Sunday, July 16, 2017

RIP George Romero

     Rest in Peace, George Romero (1940-2017-2018)
     Don't worry, George is only dead for now.
     Heaven just gained a gifted filmmaker but only on loan.
     Go on, dust off all those George Romero zombie jokes you've been collecting over the years and spew them on social media.
     But to get serious, Romero's legacy in independent cinema is virtually etched in stone. Because a young 28 year-old film director with an idea, and not even an original one at that, revolutionized it with a little art house flick filmed just outside Pittsburgh called Night of the Living Dead. As a testament to its contemporary appeal, this modest little $114,000 project turned into a cult classic that would go on to gross $30,000,000, not a bad investment return for the 60's.
     And everyone since 1968 who makes a zombie film or a series about one (including AMC's The Walking Dead and Fear the Walking Dead), owes at least a silent token of gratitude for the American-Canadian filmmaker who died today at 77 after a brief battle with lung cancer.
     Again, it ought to be stated that Universal Studios and others had been making zombie flicks since at least the 40's. They were somewhat popular in horror cinema at the time- Zombies were cheap and easy to make and, in the case of the late Darby Jones, special contact lenses weren't even needed.
     What made Romero's treatment of the zombie sub-genre of horror different was his emphasis not on the dead but the living. The zombies, while ostensibly being the subject of the Living Dead movies, were actually supposed to be just a plot device, a shuffling, ambulatory background to the human drama that continues to play out.
     Because the original Night of the Living Dead pioneered an important point that's become a staple of the social commentary of post-apocalyptic cinema: It's not the dead you have to worry about but the living.
     Not to take anything away from the living dead because the cornerstone of all zombie fiction and movies is the natural human dread of the deceased, especially that which reanimates and comes after your flesh and brains. But Romero's crude but effective effort in NOTLD drove home the point that humanity is at its worst, as well as its best, during a crisis.

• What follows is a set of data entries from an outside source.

//! # docvec core
//!
//! Value types shared by the `docvec` facade and its engines:
//!
//! - [`Status`] / [`Error`] - the outcome taxonomy of every operation
//! - [`DataType`] and the byte [`codec`] used to exchange field values
//! - [`FieldSchema`] / [`CollectionSchema`] - collection structure
//! - [`IndexParams`] / [`QueryParams`] - closed parameter families
//! - [`Doc`] / [`Value`] - documents and their typed fields
//! - [`VectorQuery`] / [`GroupByVectorQuery`] - query value objects
//! - [`Engine`] / [`CollectionHandle`] - the engine contract
//!
//! ## Example
//!
//! ```rust
//! use docvec_core::{CollectionSchema, DataType, Doc, FieldSchema, IndexParams, MetricType};
//! use serde_json::json;
//!
//! let embedding = FieldSchema::create(
//!     "embedding",
//!     DataType::VectorFp32,
//!     4,
//!     false,
//!     Some(&IndexParams::hnsw(MetricType::Cosine)),
//! )
//! .unwrap();
//! let schema = CollectionSchema::create(
//!     "products",
//!     vec![FieldSchema::new("title", DataType::String), embedding],
//! )
//! .unwrap();
//!
//! let mut doc = Doc::with_pk("p1");
//! doc.set_field("title", DataType::String, &json!("Shoe")).unwrap();
//! doc.set_field("embedding", DataType::VectorFp32, &json!([0.1, 0.2, 0.3, 0.4])).unwrap();
//! assert!(schema.get_field("embedding").is_some());
//! ```

pub mod codec;
pub mod config;
pub mod doc;
pub mod engine;
pub mod error;
pub mod options;
pub mod params;
pub mod query;
pub mod schema;
pub mod types;
pub mod value;

pub use codec::{CodecError, Encoded};
pub use config::{GlobalConfig, LogConfig, LogLevel};
pub use doc::Doc;
pub use engine::{CollectionHandle, Engine};
pub use error::{Error, Result, Status, StatusCode};
pub use options::{
    AddColumnOptions, AlterColumnOptions, CollectionOptions, CreateIndexOptions, OptimizeOptions,
};
pub use params::{
    FlatIndexParams, FlatQueryParams, HnswIndexParams, HnswQueryParams, IndexParams,
    InvertIndexParams, IvfIndexParams, IvfQueryParams, QueryParams,
};
pub use query::{GroupByVectorQuery, GroupResult, VectorQuery};
pub use schema::{CollectionSchema, CollectionStats, FieldSchema};
pub use types::{DataType, IndexType, MetricType, Operator, QuantizeType};
pub use value::Value;
//! Reference engine for docvec.
//!
//! Collections live in memory and are snapshotted into a directory holding
//! `manifest.json` and `docs.bin`. Filters are parsed from a small SQL-like
//! expression language and queries are answered by exhaustive scoring.

pub mod filter;
pub mod local;
pub mod persistence;
pub mod search;

pub use filter::{ExprFilter, Filter};
pub use local::{LocalCollection, LocalEngine};
pub use persistence::{Manifest, FORMAT_VERSION};
use atomicwrites::{AtomicFile, OverwriteBehavior};
use chrono::{DateTime, Utc};
use serde::{Deserialize, Serialize};
use std::io::Write;
use std::path::{Path, PathBuf};

use docvec_core::{
    CollectionOptions, CollectionSchema, DataType, Doc, Encoded, Error, Operator, Result, Value,
};

pub const MANIFEST_FILE: &str = "manifest.json";
pub const DOCS_FILE: &str = "docs.bin";
pub const FORMAT_VERSION: u32 = 1;

/// Collection metadata, kept as JSON so it can be inspected by hand.
#[derive(Debug, Clone, Serialize, Deserialize)]
pub struct Manifest {
    pub format_version: u32,
    pub schema: CollectionSchema,
    pub options: CollectionOptions,
    pub next_doc_id: i64,
    pub updated_at: DateTime<Utc>,
}

impl Manifest {
    pub fn new(schema: CollectionSchema, options: CollectionOptions) -> Self {
        Self {
            format_version: FORMAT_VERSION,
            schema,
            options,
            next_doc_id: 0,
            updated_at: Utc::now(),
        }
    }
}

/// Everything needed to rebuild the in-memory document store.
#[derive(Debug, Default, Serialize, Deserialize)]
pub struct DocsSnapshot {
    pub docs: Vec<StoredDoc>,
    /// Keys covered by the last build of each index, by field.
    pub index_coverage: Vec<(String, Vec<String>)>,
}

#[derive(Debug, Serialize, Deserialize)]
pub struct StoredDoc {
    pub pk: String,
    pub doc_id: i64,
    pub operator: Operator,
    pub fields: Vec<StoredField>,
}

#[derive(Debug, Serialize, Deserialize)]
pub struct StoredField {
    pub name: String,
    /// `None` for an explicit null.
    pub data_type: Option<DataType>,
    pub payload: StoredPayload,
}

#[derive(Debug, Serialize, Deserialize)]
pub enum StoredPayload {
    Dense(Vec<u8>),
    Sparse { indices: Vec<u8>, values: Vec<u8> },
}

impl From<&Doc> for StoredDoc {
    fn from(doc: &Doc) -> Self {
        let fields = doc
            .fields()
            .map(|(name, value)| StoredField {
                name: name.to_string(),
                data_type: value.data_type(),
                payload: match value.encode() {
                    Encoded::Dense(bytes) => StoredPayload::Dense(bytes),
                    Encoded::Sparse { indices, values } => StoredPayload::Sparse { indices, values },
                },
            })
            .collect();
        Self {
            pk: doc.pk().to_string(),
            doc_id: doc.doc_id(),
            operator: doc.operator(),
            fields,
        }
    }
}

impl StoredDoc {
    pub fn into_doc(self) -> Result<Doc> {
        let mut doc = Doc::with_pk(self.pk);
        doc.set_doc_id(self.doc_id);
        doc.set_operator(self.operator);
        for field in self.fields {
            let value = match field.data_type {
                None => Value::Null,
                Some(dt) => {
                    let encoded = match field.payload {
                        StoredPayload::Dense(bytes) => Encoded::Dense(bytes),
                        StoredPayload::Sparse { indices, values } => Encoded::Sparse { indices, values },
                    };
                    Value::decode(dt, &encoded).map_err(|e| {
                        Error::Internal(format!(
                            "corrupt value for field `{}` of doc `{}`: {}",
                            field.name,
                            doc.pk(),
                            e
                        ))
                    })?
                }
            };
            doc.set_value(field.name, value);
        }
        Ok(doc)
    }
}

pub fn manifest_path(dir: &Path) -> PathBuf {
    dir.join(MANIFEST_FILE)
}

pub fn docs_path(dir: &Path) -> PathBuf {
    dir.join(DOCS_FILE)
}

pub fn exists(dir: &Path) -> bool {
    manifest_path(dir).is_file()
}

/// Replaces `path` with `bytes` so readers never observe a partial file.
pub fn write_atomic(path: &Path, bytes: &[u8]) -> Result<()> {
    AtomicFile::new(path, OverwriteBehavior::AllowOverwrite)
        .write(|f| f.write_all(bytes))
        .map_err(|e| Error::Internal(format!("failed to write {}: {}", path.display(), e)))
}

pub fn write_manifest(dir: &Path, manifest: &Manifest) -> Result<()> {
    let bytes = serde_json::to_vec_pretty(manifest)?;
    write_atomic(&manifest_path(dir), &bytes)
}

pub fn read_manifest(dir: &Path) -> Result<Manifest> {
    let path = manifest_path(dir);
    if !path.is_file() {
        return Err(Error::NotFound(format!("no collection at {}", dir.display())));
    }
    let bytes = std::fs::read(&path)?;
    let manifest: Manifest = serde_json::from_slice(&bytes)?;
    if manifest.format_version != FORMAT_VERSION {
        return Err(Error::NotSupported(format!(
            "collection format version {} (expected {})",
            manifest.format_version, FORMAT_VERSION
        )));
    }
    Ok(manifest)
}

pub fn write_docs(dir: &Path, snapshot: &DocsSnapshot) -> Result<()> {
    let bytes = bincode::serialize(snapshot).map_err(|e| Error::Serialization(e.to_string()))?;
    write_atomic(&docs_path(dir), &bytes)
}

/// An absent document file is an empty collection.
pub fn read_docs(dir: &Path) -> Result<DocsSnapshot> {
    let path = docs_path(dir);
    if !path.is_file() {
        return Ok(DocsSnapshot::default());
    }
    let bytes = std::fs::read(&path)?;
    bincode::deserialize(&bytes).map_err(|e| Error::Serialization(e.to_string()))
}
//! The contract between the collection facade and a storage/query engine.
//!
//! Engines own persistence, indexing and execution. Batch writes return one
//! [`Status`] per input, in input order; a failing item never aborts the
//! batch. After `destroy` every call on the handle fails with
//! `FailedPrecondition`.

use std::collections::HashMap;
use std::path::Path;

use crate::doc::Doc;
use crate::error::{Result, Status};
use crate::options::{
    AddColumnOptions, AlterColumnOptions, CollectionOptions, CreateIndexOptions, OptimizeOptions,
};
use crate::params::IndexParams;
use crate::query::{GroupByVectorQuery, GroupResult, VectorQuery};
use crate::schema::{CollectionSchema, CollectionStats, FieldSchema};

pub trait Engine: Send + Sync {
    /// Creates a collection at `path` and opens it.
    fn create_and_open(
        &self,
        path: &Path,
        schema: &CollectionSchema,
        options: &CollectionOptions,
    ) -> Result<Box<dyn CollectionHandle>>;

    /// Opens an existing collection.
    fn open(&self, path: &Path, options: &CollectionOptions) -> Result<Box<dyn CollectionHandle>>;
}

pub trait CollectionHandle: Send + Sync {
    fn path(&self) -> Result<String>;
    fn schema(&self) -> Result<CollectionSchema>;
    fn stats(&self) -> Result<CollectionStats>;
    fn options(&self) -> Result<CollectionOptions>;

    /// Blocks until all accepted writes are durable.
    fn flush(&self) -> Result<()>;

    /// Removes the collection and its data.
    fn destroy(&self) -> Result<()>;

    fn create_index(&self, column: &str, params: &IndexParams, options: CreateIndexOptions) -> Result<()>;
    fn drop_index(&self, column: &str) -> Result<()>;
    fn optimize(&self, options: OptimizeOptions) -> Result<()>;

    /// `expression` is empty to fill nulls, or a literal fill value.
    fn add_column(&self, field: &FieldSchema, expression: &str, options: AddColumnOptions) -> Result<()>;
    fn drop_column(&self, name: &str) -> Result<()>;

    /// Renames `name` to `rename` when non-empty and applies `new_schema`
    /// when given.
    fn alter_column(
        &self,
        name: &str,
        rename: &str,
        new_schema: Option<&FieldSchema>,
        options: AlterColumnOptions,
    ) -> Result<()>;

    fn insert(&self, docs: &[Doc]) -> Result<Vec<Status>>;
    fn upsert(&self, docs: &[Doc]) -> Result<Vec<Status>>;
    fn update(&self, docs: &[Doc]) -> Result<Vec<Status>>;
    fn delete(&self, pks: &[String]) -> Result<Vec<Status>>;

    /// All-or-nothing. Matching nothing is not an error.
    fn delete_by_filter(&self, filter: &str) -> Result<()>;

    fn query(&self, query: &VectorQuery) -> Result<Vec<Doc>>;
    fn group_by_query(&self, query: &GroupByVectorQuery) -> Result<Vec<GroupResult>>;

    /// Keys not present in the collection are absent from the map.
    fn fetch(&self, pks: &[String]) -> Result<HashMap<String, Doc>>;
}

     Essentially, the entirety of the movie takes place in an abandoned house. It's what FBI crisis negotiators call a "spontaneous barricade situation." Except in this one, everyone within is a hostage while the zombies, sensing fresh food, close in.

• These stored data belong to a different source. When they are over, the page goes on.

use anyhow::Context;
use clap::{Parser, Subcommand};
use serde_json::json;
use std::path::{Path, PathBuf};
use tracing::info;

use docvec::{Collection, CollectionOptions, GlobalConfig, LogConfig, LogLevel, VectorQuery};

/// Inspect and maintain docvec collections
#[derive(Parser, Debug)]
#[command(name = "docvec")]
#[command(about = "Inspect and maintain docvec collections", long_about = None)]
struct Args {
    /// Log level (debug, info, warn, error, fatal)
    #[arg(long, default_value = "warn")]
    log_level: String,

    #[command(subcommand)]
    command: Command,
}

#[derive(Subcommand, Debug)]
enum Command {
    /// Print the schema and statistics of a collection
    Info { path: PathBuf },
    /// Print documents by primary key
    Fetch {
        path: PathBuf,
        #[arg(required = true)]
        pks: Vec<String>,
    },
    /// Run a dense vector query
    Query {
        path: PathBuf,
        /// Vector field to search
        #[arg(long)]
        field: String,
        /// Comma separated components, e.g. "0.1,0.2,0.3"
        #[arg(long)]
        vector: String,
        #[arg(long, default_value_t = 10)]
        topk: u32,
        #[arg(long, default_value = "")]
        filter: String,
        /// Include vector fields in the output
        #[arg(long)]
        include_vector: bool,
    },
    /// Delete every document matching a filter expression
    DeleteByFilter { path: PathBuf, filter: String },
    /// Rebuild every index of a collection
    Optimize {
        path: PathBuf,
        #[arg(long, default_value_t = 0)]
        concurrency: u32,
    },
}

fn parse_vector(text: &str) -> anyhow::Result<Vec<f32>> {
    text.split(',')
        .map(|s| s.trim())
        .filter(|s| !s.is_empty())
        .map(|s| s.parse::<f32>().with_context(|| format!("invalid vector component `{}`", s)))
        .collect()
}

fn open(path: &Path, read_only: bool) -> anyhow::Result<Collection> {
    let options = if read_only {
        CollectionOptions::read_only()
    } else {
        CollectionOptions::default()
    };
    Collection::open(path, Some(options))
        .with_context(|| format!("failed to open collection at {}", path.display()))
}

fn main() -> anyhow::Result<()> {
    let args = Args::parse();

    let level: LogLevel = args.log_level.parse()?;
    docvec::init(GlobalConfig::default().with_log(LogConfig::console(level)))?;
    info!("docvec v{}", env!("CARGO_PKG_VERSION"));

    match args.command {
        Command::Info { path } => {
            let collection = open(&path, true)?;
            let out = json!({
                "path": collection.path()?,
                "schema": collection.schema()?,
                "stats": collection.stats()?,
            });
            println!("{}", serde_json::to_string_pretty(&out)?);
        }
        Command::Fetch { path, pks } => {
            let collection = open(&path, true)?;
            let schema = collection.schema()?;
            let found = collection.fetch(&pks)?;
            let docs: Vec<_> = pks
                .iter()
                .filter_map(|pk| found.get(pk))
                .map(|doc| doc.to_json(&schema))
                .collect();
            println!("{}", serde_json::to_string_pretty(&docs)?);
        }
        Command::Query {
            path,
            field,
            vector,
            topk,
            filter,
            include_vector,
        } => {
            let collection = open(&path, true)?;
            let schema = collection.schema()?;
            let mut query = VectorQuery::new(field).with_topk(topk).with_filter(filter);
            query.set_dense(&parse_vector(&vector)?);
            query.include_vector = include_vector;
            let hits: Vec<_> = collection
                .query(&query)?
                .iter()
                .map(|doc| doc.to_json(&schema))
                .collect();
            println!("{}", serde_json::to_string_pretty(&hits)?);
        }
        Command::DeleteByFilter { path, filter } => {
            let collection = open(&path, false)?;
            let before = collection.stats()?.doc_count;
            collection.delete_by_filter(&filter)?;
            collection.flush()?;
            let after = collection.stats()?.doc_count;
            println!("deleted {} documents", before - after);
        }
        Command::Optimize { path, concurrency } => {
            let collection = open(&path, false)?;
            collection.optimize(concurrency)?;
            println!("{}", collection.stats()?);
        }
    }
    Ok(())
}

#[cfg(test)]
mod tests {
    use super::*;

    #[test]
    fn test_parse_vector() {
        assert_eq!(parse_vector("0.5, 1,-2").unwrap(), vec![0.5, 1.0, -2.0]);
        assert!(parse_vector("").unwrap().is_empty());
        assert!(parse_vector("1,x").is_err());
    }

    #[test]
    fn test_cli_parses_query() {
        let args = Args::try_parse_from([
            "docvec", "query", "/tmp/c", "--field", "v", "--vector", "1,2", "--topk", "3",
        ])
        .unwrap();
        match args.command {
            Command::Query { field, topk, .. } => {
                assert_eq!(field, "v");
                assert_eq!(topk, 3);
            }
            other => panic!("unexpected command {:?}", other),
        }
        assert_eq!(args.log_level, "warn");
    }
}
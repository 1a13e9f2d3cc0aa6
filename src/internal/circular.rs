//! Circular dependency detection infrastructure.

use std::cell::RefCell;

use crate::error::{DiError, DiResult};
use crate::options::ContainerOptions;
use crate::token::Token;

// Thread-local stack of tokens whose factories are running synchronously
thread_local! {
    static RESOLUTION_TLS: RefCell<Vec<Token>> = const { RefCell::new(Vec::new()) };
}

/// Guard for one frame of the thread-local resolution stack.
///
/// Entering fails when the token is already on the stack (a factory asked,
/// directly or through others, for its own token) or when the stack is as
/// deep as the configured limit. The frame is popped on drop, including when
/// the factory panics.
pub(crate) struct StackGuard {
    _private: (),
}

impl StackGuard {
    pub(crate) fn enter(token: &Token, options: &ContainerOptions) -> DiResult<Self> {
        RESOLUTION_TLS.with(|tls| {
            let mut stack = tls.borrow_mut();

            if options.detect_cycles && stack.iter().any(|t| t == token) {
                let mut path = stack.clone();
                path.push(token.clone());
                return Err(DiError::Circular(path));
            }

            if stack.len() >= options.max_depth {
                return Err(DiError::DepthExceeded(stack.len()));
            }

            stack.push(token.clone());
            Ok(())
        })?;

        Ok(Self { _private: () })
    }
}

impl Drop for StackGuard {
    fn drop(&mut self) {
        RESOLUTION_TLS.with(|tls| {
            tls.borrow_mut().pop();
        });
    }
}

#[cfg(test)]
mod tests {
    use super::*;

    #[test]
    fn reentry_reports_full_path() {
        let options = ContainerOptions::default();
        let _a = StackGuard::enter(&Token::from("a"), &options).unwrap();
        let _b = StackGuard::enter(&Token::from("b"), &options).unwrap();

        match StackGuard::enter(&Token::from("a"), &options) {
            Err(DiError::Circular(path)) => {
                let names: Vec<_> = path.iter().map(ToString::to_string).collect();
                assert_eq!(names, ["a", "b", "a"]);
            }
            _ => panic!("expected circular error"),
        }
    }

    #[test]
    fn frames_pop_on_drop() {
        let options = ContainerOptions::default();
        {
            let _a = StackGuard::enter(&Token::from("a"), &options).unwrap();
        }
        assert!(StackGuard::enter(&Token::from("a"), &options).is_ok());
    }

    #[test]
    fn depth_limit_applies_without_cycle_detection() {
        let options = ContainerOptions::default().max_depth(2).detect_cycles(false);
        let _a = StackGuard::enter(&Token::from("a"), &options).unwrap();
        let _b = StackGuard::enter(&Token::from("a"), &options).unwrap();
        assert!(matches!(
            StackGuard::enter(&Token::from("a"), &options),
            Err(DiError::DepthExceeded(2))
        ));
    }
}
//! Values handed out by scope resolution.

use std::any::Any;
use std::fmt;
use std::future::IntoFuture;
use std::sync::Arc;

use futures::future::{BoxFuture, FutureExt, Shared};

use crate::error::{DiError, DiResult};
use crate::registration::AnyArc;

/// A shared, cloneable future for a value whose factory is still running.
///
/// Every clone observes the same outcome; the underlying factory future is
/// driven once, by whichever holder polls first.
pub type Pending = Shared<BoxFuture<'static, DiResult<AnyArc>>>;

/// Result of resolving a registered token.
///
/// `Ready` carries the value itself. `Pending` carries the in-flight future of
/// an asynchronous factory; await it (or the `Resolved` itself) to get the
/// value. Failures of the future arrive as `DiError::ResolutionFailure`.
///
/// # Examples
///
/// ```rust
/// use keyed_di::Registry;
///
/// # async fn example() -> Result<(), keyed_di::DiError> {
/// let mut registry = Registry::new();
/// registry
///     .set("name", "keyed")?
///     .set_lazy_async("answer", |_| async { Ok(42u32) })?;
///
/// let scope = registry.build();
///
/// let name = scope.get("name")?.unwrap();
/// assert!(!name.is_pending());
/// assert_eq!(*name.ready_as::<&str>().unwrap(), "keyed");
///
/// let answer = scope.get("answer")?.unwrap();
/// assert!(answer.is_pending());
/// assert_eq!(*answer.downcast::<u32>().await?, 42);
/// # Ok(())
/// # }
/// ```
#[derive(Clone)]
pub enum Resolved {
    /// A value available now
    Ready(AnyArc),
    /// A value whose factory future has not been observed to settle
    Pending(Pending),
}

impl Resolved {
    /// Whether this is an in-flight future.
    pub fn is_pending(&self) -> bool {
        matches!(self, Resolved::Pending(_))
    }

    /// The value, if it is available without awaiting.
    ///
    /// A `Pending` whose future already succeeded also counts as available.
    pub fn ready(&self) -> Option<AnyArc> {
        match self {
            Resolved::Ready(value) => Some(value.clone()),
            Resolved::Pending(pending) => match pending.peek() {
                Some(Ok(value)) => Some(value.clone()),
                _ => None,
            },
        }
    }

    /// The value downcast to `T`, if available without awaiting and of that type.
    pub fn ready_as<T: Any + Send + Sync>(&self) -> Option<Arc<T>> {
        self.ready().and_then(|value| value.downcast::<T>().ok())
    }

    /// Awaits the value.
    pub async fn value(self) -> DiResult<AnyArc> {
        match self {
            Resolved::Ready(value) => Ok(value),
            Resolved::Pending(pending) => pending.await,
        }
    }

    /// Awaits the value and downcasts it to `T`.
    pub async fn downcast<T: Any + Send + Sync>(self) -> DiResult<Arc<T>> {
        self.value()
            .await?
            .downcast::<T>()
            .map_err(|_| DiError::TypeMismatch(std::any::type_name::<T>()))
    }

    /// Whether both refer to the same value or the same in-flight future.
    pub fn ptr_eq(&self, other: &Self) -> bool {
        match (self, other) {
            (Resolved::Ready(a), Resolved::Ready(b)) => Arc::ptr_eq(a, b),
            (Resolved::Pending(a), Resolved::Pending(b)) => a.ptr_eq(b),
            _ => false,
        }
    }
}

impl IntoFuture for Resolved {
    type Output = DiResult<AnyArc>;
    type IntoFuture = BoxFuture<'static, DiResult<AnyArc>>;

    fn into_future(self) -> Self::IntoFuture {
        self.value().boxed()
    }
}

impl fmt::Debug for Resolved {
    fn fmt(&self, f: &mut fmt::Formatter<'_>) -> fmt::Result {
        match self {
            Resolved::Ready(_) => f.write_str("Resolved::Ready(..)"),
            Resolved::Pending(_) => f.write_str("Resolved::Pending(..)"),
        }
    }
}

     The characters range from the heroic (Duane) to the useless (Barbara) to the outright vicious (Harry). Harry will do anything to survive, even if it means throwing some of the living outside to keep the undead busy. Duane is doing his damnedest to barricade and fortify the house and gets little help from anyone. It wasn't just a pessimistic, dim view of humanity in a crunch. Natural disasters such as Hurricane Katrina showed us both villains and heroes such as the kid who hijacked a bus and drove it and dozens of survivors to Houston. But it was the villains who stole almost all the press.
     By now, nearly 50 years after its release, I think we've all seen it and know what happens in the end. No one survives, and you have the living and a self-styled vigilante sheriff to thank for that. Just four years ago, YouGov Omnibus did a survey and asked people whether or not they believed in the zombie apocalypse. A stunning 14% said yes. Lending credence to these ridiculous fears, it had come out a year later that the Pentagon actually has war game scenarios for the zombie uprising. This wasn't even unprecedented. The CDC also has protocols in place should the dead decide to rise from their resting places and get a little restless.

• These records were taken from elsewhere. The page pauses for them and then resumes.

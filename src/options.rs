//! Container configuration.

#[cfg(feature = "config")]
use serde::{Deserialize, Serialize};

/// Default limit on nested synchronous factory calls.
pub const DEFAULT_MAX_DEPTH: usize = 1024;

/// Resolution settings shared by a registry and every scope built from it.
///
/// # Examples
///
/// ```rust
/// use keyed_di::{ContainerOptions, Registry};
///
/// let registry = Registry::with_options(
///     ContainerOptions::default().max_depth(64),
/// );
/// assert_eq!(registry.options().max_depth, 64);
/// assert!(registry.options().detect_cycles);
/// ```
#[derive(Debug, Clone, PartialEq, Eq)]
#[cfg_attr(feature = "config", derive(Serialize, Deserialize))]
#[cfg_attr(feature = "config", serde(default))]
pub struct ContainerOptions {
    /// Maximum number of factories executing synchronously inside one another
    pub max_depth: usize,
    /// Report a factory that re-enters its own token as `DiError::Circular`
    pub detect_cycles: bool,
}

impl ContainerOptions {
    /// Sets the nested factory limit.
    pub fn max_depth(mut self, depth: usize) -> Self {
        self.max_depth = depth;
        self
    }

    /// Enables or disables cycle detection.
    pub fn detect_cycles(mut self, enabled: bool) -> Self {
        self.detect_cycles = enabled;
        self
    }

    /// Parses options from JSON; missing fields take their defaults.
    #[cfg(feature = "config")]
    pub fn from_json(json: &str) -> Result<Self, serde_json::Error> {
        serde_json::from_str(json)
    }
}

impl Default for ContainerOptions {
    fn default() -> Self {
        Self {
            max_depth: DEFAULT_MAX_DEPTH,
            detect_cycles: true,
        }
    }
}

#[cfg(all(test, feature = "config"))]
mod tests {
    use super::*;

    #[test]
    fn json_fills_missing_fields() {
        let options = ContainerOptions::from_json(r#"{ "max_depth": 8 }"#).unwrap();
        assert_eq!(options.max_depth, 8);
        assert!(options.detect_cycles);
    }

    #[test]
    fn json_rejects_wrong_types() {
        assert!(ContainerOptions::from_json(r#"{ "detect_cycles": "yes" }"#).is_err());
    }
}
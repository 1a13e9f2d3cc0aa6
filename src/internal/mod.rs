//! Internal implementation details.

pub(crate) mod circular;

pub(crate) use circular::StackGuard;

#[cfg(feature = "ahash")]
pub(crate) type Map<K, V> = std::collections::HashMap<K, V, ahash::RandomState>;
#[cfg(not(feature = "ahash"))]
pub(crate) type Map<K, V> = std::collections::HashMap<K, V>;
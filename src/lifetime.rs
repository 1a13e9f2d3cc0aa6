//! Service lifetime definitions.

use std::fmt;

/// Service lifetimes controlling caching behavior
///
/// Fixed per token at registration time.
///
/// # Lifetime Characteristics
///
/// - **Singleton**: a ready value handed back as-is, nothing is ever invoked
/// - **Lazy**: factory runs once per root scope, shared by every descendant
/// - **Scoped**: factory runs once per scope instance
/// - **Transient**: factory runs on every resolution, never cached
///
/// # Examples
///
/// ```rust
/// use keyed_di::{Lifetime, Registry};
/// use std::sync::atomic::{AtomicU32, Ordering};
/// use std::sync::Arc;
///
/// let calls = Arc::new(AtomicU32::new(0));
/// let counter = calls.clone();
///
/// let mut registry = Registry::new();
/// registry
///     .set("url", "postgres://localhost")?
///     .set_scoped("request", move |_| Ok(counter.fetch_add(1, Ordering::SeqCst)))?;
///
/// assert_eq!(registry.lifetime_of("url"), Some(Lifetime::Singleton));
/// assert_eq!(registry.lifetime_of("request"), Some(Lifetime::Scoped));
///
/// let root = registry.build();
/// let a = root.create_scope();
/// let b = root.create_scope();
/// a.get("request")?;
/// a.get("request")?;
/// b.get("request")?;
/// assert_eq!(calls.load(Ordering::SeqCst), 2);
/// # Ok::<(), keyed_di::DiError>(())
/// ```
#[derive(Debug, Clone, Copy, PartialEq, Eq, Hash)]
pub enum Lifetime {
    /// Registered value, returned unevaluated
    Singleton,
    /// Single instance per root scope, cached in the root
    ///
    /// Every scope in the tree, however deep, reads and writes the root's
    /// cache for lazy tokens. The factory still receives the requesting scope.
    Lazy,
    /// Single instance per scope, cached for the scope's lifetime
    Scoped,
    /// New instance per resolution, never cached
    Transient,
}

impl Lifetime {
    /// Whether resolutions of this lifetime go through a scope cache.
    pub fn is_cached(self) -> bool {
        matches!(self, Lifetime::Lazy | Lifetime::Scoped)
    }
}

impl fmt::Display for Lifetime {
    fn fmt(&self, f: &mut fmt::Formatter<'_>) -> fmt::Result {
        let name = match self {
            Lifetime::Singleton => "singleton",
            Lifetime::Lazy => "lazy",
            Lifetime::Scoped => "scoped",
            Lifetime::Transient => "transient",
        };
        f.write_str(name)
    }
}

     Surviving the zombie apocalypse has become fodder for zombie fans on social media in comments and memes ranging from the lighthearted to the (pun unintended) dead serious. One can safely assume those who fear being attacked by North Korea and horny homosexual liberals are also the same exact ones who stockpile Waco-class amounts of guns 'n' ammo to battle the upcoming zombie infestation.
     But among those wouldbe Rick Grimes are people like Harry, a guy would throw his own wife and kid outside to the undead horde if it bought him an extra minute of life.
     In later installments of the series, Romero included deadpan satire, placing Dawn of the Dead a decade later at a shopping mall. It was another withering commentary on the human condition both dead and undead- Namely that even after death our postmortem instincts will continue with our consumerist behaviors and go to the mall just as we had in life. Again, there are heroes and villains and this is a trope that has been done with varying success in the nearly half century since NOTLD premiered on October 1, 1968.
     The Walking Dead and its spinoff Fear the Walking Dead, have proved very adept in not only exploiting this theme but in expanding upon and refining it. Because the one overarching point driven home in both shows is that the living will exploit a post-apocalyptic situation for their own ends and will kill any number of the living in order to keep a power and relevance that likely had eluded them when the world was still the world.
     And Romero can be credited with pioneering the idea that, as well as Duane and Rick and Travis, there will also be Harrys and Governors and Negans in the mix to keep the well-meaning on their toes.